Oleh: MH. Said Abdullah*
Di tengah pandemi Covid-19 yang menjadi perhatian seluruh masyarakat Indonesia dan dunia, tiba-tiba terngiang pesan moral politik Almarhum Nurcholish Madjid. Cendikiawan muslim terkemuka yang sampai akhir hidupnya konsisten mengawal moral politik memang dikenal selalu mewanti-wanti tentang urgensi mendorong dan menjaga demokrasi.
Nurcholish tak hanya bicara. Ia pernah merasa perlu turun ke gelanggang politik. Bukan untuk merebut kursi DPR namun sekedar mendorong terwujudnya demokrasi lebih baik.
Pernah pada salah satu momen pemilu di masa Orde Baru Cak Nur, panggilan akrab Nurcholis Madjid tiba-tiba ikut meramaikan kampanye PPP. Padahal tak ada sangkut paut dirinya dengan PPP. Dicalonkan di DPR pun tidak.
Lalu apa katanya ketika ditanya alasan mendukung dan berkampanye untuk PPP. “Jika demokrasi ibarat becak, tidak boleh salah satu dari tiga rodanya kempes,” katanya.
Cak Nur ketika itu melihat terlalu dominannya Golkar. Sementara PPP dan PDI ibarat ban kempes. Dan becak demokrasi tentu saja tak bisa berjalan normal jika salah satu apalagi dua bannya kempes.
Dalam kesempatan lain ketika menyaksikan hiruk pikuk politik Cak Nur selalu menegaskan perlunya menjaga demokrasi. Ia selalu mewanti-wanti agar jangan pernah merusak tatanan demokrasi yang sudah berjalan baik. Dengan tegas Cak Nur selalu meminta para politisi yang berada di luar kekuasaan agar bersabar menunggu mekanisme pemilu sebagai siklus untuk perubahan kekuasaan.
Cak Nur seperti cendikiawan bersih dan bermoral lainnya menyadari benar bahwa proses demokrasi harus berjalan baik. Resiko politik dan sosial sangat mahal jika menghentikan kekuasaan di tengah jalan apalagi jika tidak ada alasan rasional maupun normatif.
Saat ini Indonesia sudah masuk katagori negara yang sudah menjalankan demokrasi dengan baik. Memang diakui masih ada kekurangan di sana sini. Ini wajar saja. Apalagi seperti kata Cak Nur praktis Indonesia baru belajar demokrasi yang sesungguhnya sejak era reformasi melalui Pemilu tahun 1999.
Masih sangat muda, baru sekitar 21 tahun demokrasi tumbuh di negeri ini. Bandingkan dengan negara yang dikenal sebagai kampiun demokrasi, Amerika Serikat. Perlu waktu lebih 200 tahun untuk sampai pada demokrasi relatif mapan. Itupun sampai hari ini masih terus mengalami riak-riak yang mewarnai setiap penyelenggaraan Pemilu.

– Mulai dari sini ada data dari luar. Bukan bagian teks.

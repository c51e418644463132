//! Read-only figures over a computed [`Ledger`], all in its default currency.

use crate::account::AccountKind;
use crate::amount::{Currency, Money};
use crate::config::Budget;
use crate::ledger::Ledger;
use crate::statement::Item;
use crate::transaction::{Leg, Transaction, TxKind};
use crate::LedgerError;

use anyhow::{anyhow, Context, Result};
use chrono::{Datelike, NaiveDate, NaiveDateTime};
use rust_decimal::Decimal;

#[derive(Clone, Debug, PartialEq)]
pub struct BalanceSummary {
    pub currency: Currency,
    /// Asset and liability balances.
    pub cash: Decimal,
    /// Market value of every share position.
    pub equity: Decimal,
    pub total: Decimal,
    /// How many accounts are not kept in `currency`.
    pub converted: usize,
}

impl BalanceSummary {
    pub fn of(ledger: &Ledger) -> Result<BalanceSummary> {
        let currency = ledger.default_currency();
        let mut summary = BalanceSummary {
            currency,
            cash: Decimal::ZERO,
            equity: Decimal::ZERO,
            total: Decimal::ZERO,
            converted: 0,
        };

        for account in ledger.accounts().iter() {
            let amount = match account.kind {
                AccountKind::Asset | AccountKind::Liability => account.balance,
                AccountKind::Equity => account
                    .totals
                    .as_ref()
                    .map(|t| t.market_value)
                    .unwrap_or_default(),
            };
            let value = ledger
                .convert(Money::new(amount, account.currency), currency)
                .with_context(|| format!("cannot value {}", account.reference()))?
                .amount;
            if account.currency != currency {
                summary.converted += 1;
            }
            let sum = match account.kind {
                AccountKind::Equity => &mut summary.equity,
                _ => &mut summary.cash,
            };
            *sum = sum
                .checked_add(value)
                .ok_or_else(|| overflow("balances"))?;
        }

        summary.total = summary
            .cash
            .checked_add(summary.equity)
            .ok_or_else(|| overflow("balances"))?;
        Ok(summary)
    }
}

/// Expenses and revenues effective within `[from, to)`.
#[derive(Clone, Debug, PartialEq)]
pub struct PeriodSummary {
    pub currency: Currency,
    pub from: NaiveDateTime,
    pub to: NaiveDateTime,
    /// Money spent, as a positive number.
    pub expenses: Decimal,
    pub revenues: Decimal,
}

impl PeriodSummary {
    /// Items effective after the ledger's `now` are left out, as in the ledger itself.
    pub fn collect(
        items: &[Item],
        ledger: &Ledger,
        from: NaiveDateTime,
        to: NaiveDateTime,
    ) -> Result<PeriodSummary> {
        let mut summary = PeriodSummary {
            currency: ledger.default_currency(),
            from,
            to,
            expenses: Decimal::ZERO,
            revenues: Decimal::ZERO,
        };

        for item in items {
            let tx = match item {
                Item::Transaction(tx) => tx,
                _ => continue,
            };
            let when = tx.effective_date();
            if when < from || when >= to || when > ledger.now() {
                continue;
            }
            let (sum, value) = match tx.kind {
                TxKind::Expense => (&mut summary.expenses, expense_value(tx, ledger)?),
                TxKind::Revenue => (&mut summary.revenues, owned_value(tx, &tx.outs, ledger)?),
                _ => continue,
            };
            *sum = sum
                .checked_add(value)
                .ok_or_else(|| LedgerError::overflow(&tx.location))?;
        }
        Ok(summary)
    }

    /// The calendar month `now` falls in.
    pub fn month(items: &[Item], ledger: &Ledger, now: NaiveDateTime) -> Result<PeriodSummary> {
        let first = month_start(now.date())?;
        let next = next_month_start(now.date())?;
        Self::collect(items, ledger, midnight(first)?, midnight(next)?)
    }

    pub fn net(&self) -> Decimal {
        self.revenues - self.expenses
    }

    /// Expenses as a percentage of revenues; 100 when there were no revenues.
    pub fn expense_ratio(&self) -> Result<Decimal> {
        if self.revenues.is_zero() {
            return Ok(Decimal::ONE_HUNDRED);
        }
        self.expenses
            .checked_div(self.revenues)
            .and_then(|ratio| ratio.checked_mul(Decimal::ONE_HUNDRED))
            .ok_or_else(|| overflow("the expense ratio"))
    }

    pub fn daily_average(&self) -> Decimal {
        let days = (self.to - self.from).num_days().max(1);
        self.expenses / Decimal::from(days)
    }
}

/// Owned legs of `legs` in the default currency.
fn owned_value(tx: &Transaction, legs: &[Leg], ledger: &Ledger) -> Result<Decimal> {
    let mut total = Decimal::ZERO;
    for money in legs.iter().filter(|leg| leg.is_owned()).filter_map(|leg| leg.money) {
        let value = ledger
            .in_default_currency(money)
            .with_context(|| format!("cannot value transaction at {}", tx.location))?
            .amount;
        total = total
            .checked_add(value)
            .ok_or_else(|| LedgerError::overflow(&tx.location))?;
    }
    Ok(total)
}

/// `calculate_as:` replaces the converted value of the owned legs.
fn expense_value(tx: &Transaction, ledger: &Ledger) -> Result<Decimal> {
    let value = match tx.tags.calculate_as() {
        Some(money) => ledger
            .in_default_currency(*money)
            .with_context(|| format!("cannot value transaction at {}", tx.location))?
            .amount,
        None => owned_value(tx, &tx.ins, ledger)?,
    };
    Ok(value.abs())
}

fn overflow(what: &str) -> anyhow::Error {
    anyhow!(format!("amount overflow computing {}", what))
}

fn month_start(date: NaiveDate) -> Result<NaiveDate> {
    date.with_day(1)
        .ok_or(anyhow!(format!("no first day in month of {}", date)))
}

fn next_month_start(date: NaiveDate) -> Result<NaiveDate> {
    let (year, month) = match date.month() {
        12 => (date.year() + 1, 1),
        m => (date.year(), m + 1),
    };
    NaiveDate::from_ymd_opt(year, month, 1)
        .ok_or(anyhow!(format!("no month after {}", date)))
}

fn midnight(date: NaiveDate) -> Result<NaiveDateTime> {
    date.and_hms_opt(0, 0, 0)
        .ok_or(anyhow!(format!("no midnight on {}", date)))
}

impl Budget {
    /// What is left to spend in the period.
    pub fn available(&self, period: &PeriodSummary) -> Result<Decimal> {
        let limit = match self {
            Budget::Fixed(limit) => Some(*limit),
            Budget::Percent(percent) => period
                .revenues
                .checked_mul(*percent)
                .and_then(|share| share.checked_div(Decimal::ONE_HUNDRED)),
        };
        limit
            .and_then(|limit| limit.checked_sub(period.expenses))
            .ok_or_else(|| overflow("the budget"))
    }

    /// What may be spent per day for the rest of the month, today included.
    pub fn daily_cap(&self, period: &PeriodSummary, now: NaiveDateTime) -> Result<Decimal> {
        let today = now.date();
        let days_left = (next_month_start(today)? - today).num_days().max(1);
        Ok(self.available(period)? / Decimal::from(days_left))
    }
}

#[cfg(test)]
mod tests {
    use crate::config::{Budget, Options};
    use crate::ledger::Ledger;
    use crate::parser::parse_str;
    use crate::summary::{BalanceSummary, PeriodSummary};
    use chrono::{NaiveDate, NaiveDateTime};
    use rust_decimal_macros::dec;

    use anyhow::{anyhow, Result};

    fn ts(y: i32, m: u32, d: u32) -> Result<NaiveDateTime> {
        NaiveDate::from_ymd_opt(y, m, d)
            .and_then(|d| d.and_hms_opt(0, 0, 0))
            .ok_or(anyhow!("invalid date"))
    }

    const BOOK: &str = r#"
set default_currency PLN
currency_rates 2021-01-01
EUR/PLN 4.00
USD/PLN 4.00
end
open account 2021-01-01 asset checking
balance: 1000.00 PLN
end
open account 2021-01-01 asset euro
balance: 100.00 EUR
end
open account 2021-01-01 liability card
balance: -200.00 PLN
end
open account 2021-01-01 asset usd
balance: 2000 USD
end
open account 2021-01-01 equity broker
balance: 0 USD
end
tx 2021-01-02
asset/usd -1000 USD
equity/broker 1000 USD
with
shares: ACME 10
end
balance 2021-01-03
equity/broker ACME 110 USD
end
rx 2021-01-10
employer
asset/checking 3000.00 PLN
end
ex 2021-01-11
asset/checking -150.00 PLN
Grocery
end
ex 2021-01-12
asset/euro -10.00 EUR
Cafe
end
ex 2021-01-13
asset/checking -80.00 PLN
Restaurant
with
calculate_as: 50.00 PLN
end
dividend 2021-01-20
equity/broker ACME
asset/usd 25 USD
end
ex 2021-02-01
asset/checking -999.00 PLN
Landlord
end
"#;

    #[test]
    fn balance_summary() -> Result<()> {
        let items = parse_str(BOOK)?;
        let ledger = Ledger::compute(&items, Options::at(ts(2021, 1, 31)?))?;
        let summary = BalanceSummary::of(&ledger)?;

        // 1000 + 3000 - 150 - 80, 90 EUR, -200, 1025 USD
        assert_eq!(summary.cash, dec!(3770) + dec!(360) - dec!(200) + dec!(4100));
        // 10 shares at 110 USD
        assert_eq!(summary.equity, dec!(4400));
        assert_eq!(summary.total, summary.cash + summary.equity);
        assert_eq!(summary.converted, 3);
        Ok(())
    }

    #[test]
    fn period_summary() -> Result<()> {
        let items = parse_str(BOOK)?;
        let now = ts(2021, 1, 31)?;
        let ledger = Ledger::compute(&items, Options::at(now))?;
        let month = PeriodSummary::month(&items, &ledger, now)?;

        assert_eq!(month.from, ts(2021, 1, 1)?);
        assert_eq!(month.to, ts(2021, 2, 1)?);
        // 150 + 40 + 50 (calculated as)
        assert_eq!(month.expenses, dec!(240));
        // salary and dividend
        assert_eq!(month.revenues, dec!(3100));
        assert_eq!(month.net(), dec!(2860));
        assert_eq!(month.expense_ratio()?, dec!(240) / dec!(3100) * dec!(100));
        assert_eq!(month.daily_average(), dec!(240) / dec!(31));
        Ok(())
    }

    #[test]
    fn budgets() -> Result<()> {
        let items = parse_str(BOOK)?;
        let now = ts(2021, 1, 22)?;
        let ledger = Ledger::compute(&items, Options::at(now))?;
        let month = PeriodSummary::month(&items, &ledger, now)?;

        let fixed = Budget::Fixed(dec!(1000));
        assert_eq!(fixed.available(&month)?, dec!(760));
        // 22nd to 31st
        assert_eq!(fixed.daily_cap(&month, now)?, dec!(76));

        let percent = Budget::Percent(dec!(10));
        assert_eq!(percent.available(&month)?, dec!(70));
        Ok(())
    }
}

Demokrasi Indonesia yang masih belia ini masih berproses. Dan melihat dinamika demokrasi negeri ini walau masih belia dengan segala kekurangan yang ada sudah mendapat apresiasi dunia.
Rasanya aneh jika demokrasi yang sudah berjalan baik dengan keterwakilan kekuatan politik relatif berimbang tiba-tiba ada yang berteriak terjadi oligarki pada pemerintah sekarang. Sebuah pernyataan tanpa dasar yang sangat jauh dari rasional. Ibarat suara tong kosong yang hanya nyaring bunyinya.
Pemerintah Presiden Jokowi sekarang justru disebut sangat merepresentasikan kekuatan politik negeri ini. Bukti riilnya sangat jelas dengan keberadaan Prabowo Subianto yang menjadi lawan saat Pilpres, duduk bersama dalam pemerintahan.
Betapa Presiden Jokowi berjiwa besar dengan mengajak lawan politik di masa Pilpres untuk bersama-sama membangun Indonesia. Demi persatuan dan kesatuan bangsa Presiden Jokowi berbesar hati mengajak Prabowo Subianto bergabung dalam pemerintahan.
Lawan politik selama Pilpres diajak bergabung dalam pemerintahan. Terwujud koalisi luar biasa. Apa yang begini disebut oligarki? Mengutip komedian Cak Lontong: mikir!